Version Reference: Key Differences by SFOS Version
| Feature | SFOS v18 (XG) | SFOS v19 | SFOS v20/v21 (XGS) |
|---|---|---|---|
| SIP ALG disable method | CLI only | CLI only | CLI only |
| NAT rule interface | Separate NAT menu | Unified NAT rules | Unified NAT rules |
| Per-rule VoIP toggle | Not available | Available | Available |
| DSCP/SD-WAN integration | Basic | Improved | Full SD-WAN profiles |
| VoIP troubleshooting docs | XG admin guide | SFOS 19.0 help | SFOS 21.0 help (current) |
Conclusion: Getting VoIP Right on Sophos XG
Configuring VoIP in Sophos XG is not complicated once you understand what the firewall actually needs to do — and what it needs to stop doing.

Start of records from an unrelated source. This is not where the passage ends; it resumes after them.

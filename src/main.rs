use anyhow::{Context, Result};
use clap::{ArgAction, Parser};
use std::path::{Path, PathBuf};
use std::process::ExitCode;
use std::sync::atomic::Ordering;
use std::sync::Arc;
use std::time::Duration;
use tracing::{error, info, warn};

use fastdl_mirror::mirror::{Backend, BackendReport, Compress, EngineSettings, MirrorEngine, ProcessedStore, Scheduler};
use fastdl_mirror::utils::{config::AppConfig, logging};

/// FastDL file compression tool for game server content
#[derive(Parser, Debug)]
#[command(
    name = "fastdl-mirror",
    version,
    disable_version_flag = true,
    about = "FastDL file compression tool for game server content",
    after_help = "EXAMPLES:\n    \
        fastdl-mirror                          # Normal operation\n    \
        fastdl-mirror --once                   # Process once and exit\n    \
        fastdl-mirror --debug                  # Enable debug logging\n    \
        fastdl-mirror --config myconfig.json"
)]
struct CliArgs {
    /// Show version information
    #[arg(short = 'v', long, action = ArgAction::Version)]
    version: Option<bool>,

    /// Use custom config file
    #[arg(long, value_name = "PATH", default_value = "config.json")]
    config: PathBuf,

    /// Process once and exit (no continuous monitoring)
    #[arg(long)]
    once: bool,

    /// Enable 24x7 continuous monitoring
    #[arg(long = "24x7")]
    run_24x7: bool,

    /// Enable debug logging (shows file details)
    #[arg(long)]
    debug: bool,
}

#[tokio::main]
async fn main() -> ExitCode {
    let args = CliArgs::parse();
    // A missing .env is the normal case
    dotenvy::dotenv().ok();
    let log = logging::init_tracing(args.debug);

    match run(args, log).await {
        Ok(()) => ExitCode::SUCCESS,
        Err(e) => {
            error!("{:#}", e);
            ExitCode::FAILURE
        }
    }
}

async fn run(args: CliArgs, log: logging::LogHandle) -> Result<()> {
    let mut config = AppConfig::load(&args.config);
    if args.debug {
        config.debug_logs = true;
        info!("Debug mode enabled via command line");
    }
    if args.run_24x7 {
        config.run_24x7 = true;
    }
    log.set_debug(config.debug_logs);

    info!("Starting FastDL Mirror v{}", env!("CARGO_PKG_VERSION"));
    log_configuration(&args.config, &config);

    let tools = BackendReport::probe();
    tools.log();
    let backend = Backend::from_report(&tools, Duration::from_secs(config.compression_timeout_secs))
        .context("Failed to initialize compression tools")?;
    info!("Using compression backend: {}", backend.kind());

    let store = ProcessedStore::new(&config.processed_files_path);
    let processed = store
        .load()
        .with_context(|| format!("Cannot read processed list {}", config.processed_files_path.display()))?;

    let settings = EngineSettings::from_config(&config);
    info!("Compression workers: {} (batches of {})", settings.workers, settings.batch_size);
    let engine = MirrorEngine::new(settings, Arc::new(backend), store, processed)
        .context("Failed to start processing engine")?;

    let mut scheduler = Scheduler::new(
        Arc::new(engine),
        config.servers.clone(),
        Duration::from_secs(config.check_interval),
    );

    let shutdown = scheduler.shutdown_flag();
    tokio::spawn(async move {
        shutdown_signal().await;
        shutdown.store(true, Ordering::SeqCst);
    });

    if args.once || !config.run_24x7 {
        info!("Mode: process once and exit");
        scheduler.run_once().await?;
        info!("Processing completed. Exiting.");
    } else {
        info!("Mode: 24x7 continuous monitoring (press Ctrl+C to stop)");
        scheduler.run_continuous().await?;
        info!("Stopped gracefully");
    }

    Ok(())
}

fn log_configuration(path: &Path, config: &AppConfig) {
    info!("Configuration loaded from: {}", path.display());
    info!("Check interval: {} seconds", config.check_interval);
    info!("24x7 mode: {}", config.run_24x7);
    info!("Debug logs: {}", config.debug_logs);
    info!("Processed files path: {}", config.processed_files_path.display());
    info!("File types: {}", config.file_types);
    info!("Watching {} file extensions", config.extensions().len());
    info!("Loaded {} server configurations", config.servers.len());
    for server in &config.servers {
        info!("  {}", server.name);
        info!("    Source: {}", server.source.display());
        info!("    Destination: {}", server.destination.display());
    }
    if config.servers.is_empty() {
        warn!("No servers configured; add entries under \"Servers\" in {}", path.display());
    }
}

async fn shutdown_signal() {
    use tokio::signal;

    let ctrl_c = async {
        if let Err(e) = signal::ctrl_c().await {
            error!("Failed to install Ctrl+C handler: {}", e);
            std::future::pending::<()>().await;
        }
    };

    #[cfg(unix)]
    let terminate = async {
        match signal::unix::signal(signal::unix::SignalKind::terminate()) {
            Ok(mut stream) => {
                stream.recv().await;
            }
            Err(e) => {
                error!("Failed to install SIGTERM handler: {}", e);
                std::future::pending::<()>().await;
            }
        }
    };

    #[cfg(not(unix))]
    let terminate = std::future::pending::<()>();

    tokio::select! {
        _ = ctrl_c => {},
        _ = terminate => {},
    }

    info!("Shutdown signal received, finishing current batch");
}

The SIP ALG is the single biggest source of VoIP failures on Sophos hardware; disable it first, before anything else. Then build explicit rules for SIP and RTP, set your UDP timeouts correctly, apply a QoS policy, and handle NAT hairpinning if your environment requires it.

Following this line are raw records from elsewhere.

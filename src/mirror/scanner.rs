use std::collections::BTreeSet;
use std::path::{Path, PathBuf};
use tracing::{debug, info, warn};
use walkdir::WalkDir;

/// Used when the configured list yields no usable extension
pub const DEFAULT_EXTENSIONS: &[&str] = &[
    ".nav", ".bsp", ".mdl", ".phy", ".vvd", ".vtf", ".vmt", ".wav", ".mp3", ".vtx",
];

/// Lowercase, dot-prefixed extensions. Never empty.
#[derive(Debug, Clone, PartialEq, Eq)]
pub struct ExtensionSet {
    extensions: BTreeSet<String>,
}

impl ExtensionSet {
    /// Parse a comma-separated list such as `bsp, .NAV,dx90.vtx`.
    pub fn parse(list: &str) -> Self {
        let extensions: BTreeSet<String> = list
            .split(',')
            .map(str::trim)
            .filter(|t| !t.is_empty() && *t != ".")
            .map(|t| {
                let t = t.to_lowercase();
                if t.starts_with('.') {
                    t
                } else {
                    format!(".{}", t)
                }
            })
            .collect();

        if extensions.is_empty() {
            return Self::default();
        }
        Self { extensions }
    }

    /// Case-insensitive suffix match on the file name, so compound entries
    /// like `.dx90.vtx` work too.
    pub fn matches(&self, path: &Path) -> bool {
        let Some(name) = path.file_name() else {
            return false;
        };
        let name = name.to_string_lossy().to_lowercase();
        self.extensions
            .iter()
            .any(|ext| name.len() > ext.len() && name.ends_with(ext.as_str()))
    }

    pub fn len(&self) -> usize {
        self.extensions.len()
    }

    pub fn is_empty(&self) -> bool {
        self.extensions.is_empty()
    }

    pub fn iter(&self) -> impl Iterator<Item = &str> {
        self.extensions.iter().map(String::as_str)
    }
}

impl Default for ExtensionSet {
    fn default() -> Self {
        Self {
            extensions: DEFAULT_EXTENSIONS.iter().map(|e| e.to_string()).collect(),
        }
    }
}

pub struct FileScanner<'a> {
    extensions: &'a ExtensionSet,
}

impl<'a> FileScanner<'a> {
    pub fn new(extensions: &'a ExtensionSet) -> Self {
        Self { extensions }
    }

    /// Every matching regular file under `root`, sorted.
    ///
    /// A missing root yields an empty list. Unreadable entries are skipped.
    pub fn scan(&self, root: &Path) -> Vec<PathBuf> {
        self.scan_with_total(root).0
    }

    /// Like [`scan`](Self::scan), plus the count of every regular file seen.
    pub fn scan_with_total(&self, root: &Path) -> (Vec<PathBuf>, usize) {
        if !root.is_dir() {
            warn!("Directory not found: {}", root.display());
            return (Vec::new(), 0);
        }

        let mut files = Vec::new();
        let mut total = 0usize;
        let mut unreadable = 0usize;

        for entry in WalkDir::new(root).follow_links(true) {
            let entry = match entry {
                Ok(entry) => entry,
                Err(e) => {
                    debug!("Skipping unreadable entry: {}", e);
                    unreadable += 1;
                    continue;
                }
            };

            if !entry.file_type().is_file() {
                continue;
            }
            total += 1;
            if self.extensions.matches(entry.path()) {
                files.push(entry.into_path());
            }
        }

        if unreadable > 0 {
            warn!("Skipped {} unreadable entries under {}", unreadable, root.display());
        }

        files.sort();
        info!("Found {} matching files in {}", files.len(), root.display());
        (files, total)
    }
}

#[cfg(test)]
mod tests {
    use super::*;
    use std::fs;
    use tempfile::TempDir;

    #[test]
    fn test_parse_normalizes_entries() {
        let set = ExtensionSet::parse(" BSP, .nav ,,dx90.vtx, .");
        let entries: Vec<&str> = set.iter().collect();
        assert_eq!(entries, vec![".bsp", ".dx90.vtx", ".nav"]);
    }

    #[test]
    fn test_empty_list_uses_defaults() {
        let set = ExtensionSet::parse(" , ,");
        assert_eq!(set, ExtensionSet::default());
        assert_eq!(set.len(), DEFAULT_EXTENSIONS.len());
    }

    #[test]
    fn test_extension_filtering_is_case_insensitive() {
        let temp = TempDir::new().unwrap();
        fs::write(temp.path().join("a.bsp"), b"a").unwrap();
        fs::write(temp.path().join("b.txt"), b"b").unwrap();
        fs::write(temp.path().join("c.BSP"), b"c").unwrap();

        let extensions = ExtensionSet::parse("bsp");
        let files = FileScanner::new(&extensions).scan(temp.path());
        let names: Vec<String> = files
            .iter()
            .map(|p| p.file_name().unwrap().to_string_lossy().to_string())
            .collect();

        assert_eq!(names, vec!["a.bsp", "c.BSP"]);
    }

    #[test]
    fn test_scan_recurses_and_matches_compound_extensions() {
        let temp = TempDir::new().unwrap();
        let models = temp.path().join("models").join("props");
        fs::create_dir_all(&models).unwrap();
        fs::write(models.join("crate.dx90.vtx"), b"v").unwrap();
        fs::write(models.join("crate.mdl"), b"m").unwrap();
        fs::write(models.join("crate.dx80.vtx"), b"v").unwrap();

        let extensions = ExtensionSet::parse("dx90.vtx,mdl");
        let (files, total) = FileScanner::new(&extensions).scan_with_total(temp.path());
        assert_eq!(files, vec![models.join("crate.dx90.vtx"), models.join("crate.mdl")]);
        assert_eq!(total, 3);
    }

    #[test]
    fn test_missing_root_is_empty() {
        let temp = TempDir::new().unwrap();
        let extensions = ExtensionSet::default();
        let files = FileScanner::new(&extensions).scan(&temp.path().join("missing"));
        assert!(files.is_empty());
    }

    #[test]
    fn test_bare_extension_name_does_not_match() {
        let extensions = ExtensionSet::parse("bsp");
        assert!(!extensions.matches(Path::new("/srv/.bsp")));
        assert!(extensions.matches(Path::new("/srv/x.bsp")));
    }
}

Your immediate action checklist:
- ✅ SSH in and run
system system_modules sip unload - ✅ Create service objects for SIP (5060) and RTP (10000–20000)
- ✅ Build outbound and inbound firewall rules with your provider’s IPs
- ✅ Set UDP timeout to 300 seconds
- ✅ Apply a traffic shaping policy prioritising VoIP
- ✅ Configure loopback NAT if phones use the PBX’s public IP internally
- ✅ Use packet capture and log filtering to verify rule hits before going live
If you’re evaluating whether your current VoIP setup is meeting business needs, the best practices for VoIP network configuration guide is a useful benchmark. And if you’re supporting a distributed workforce where VoIP spans multiple sites and remote users, understanding how VoIP supports hybrid workforces will help you plan for the edge cases this guide doesn’t cover.
A correctly configured Sophos XG is a solid VoIP firewall. The default configuration is not.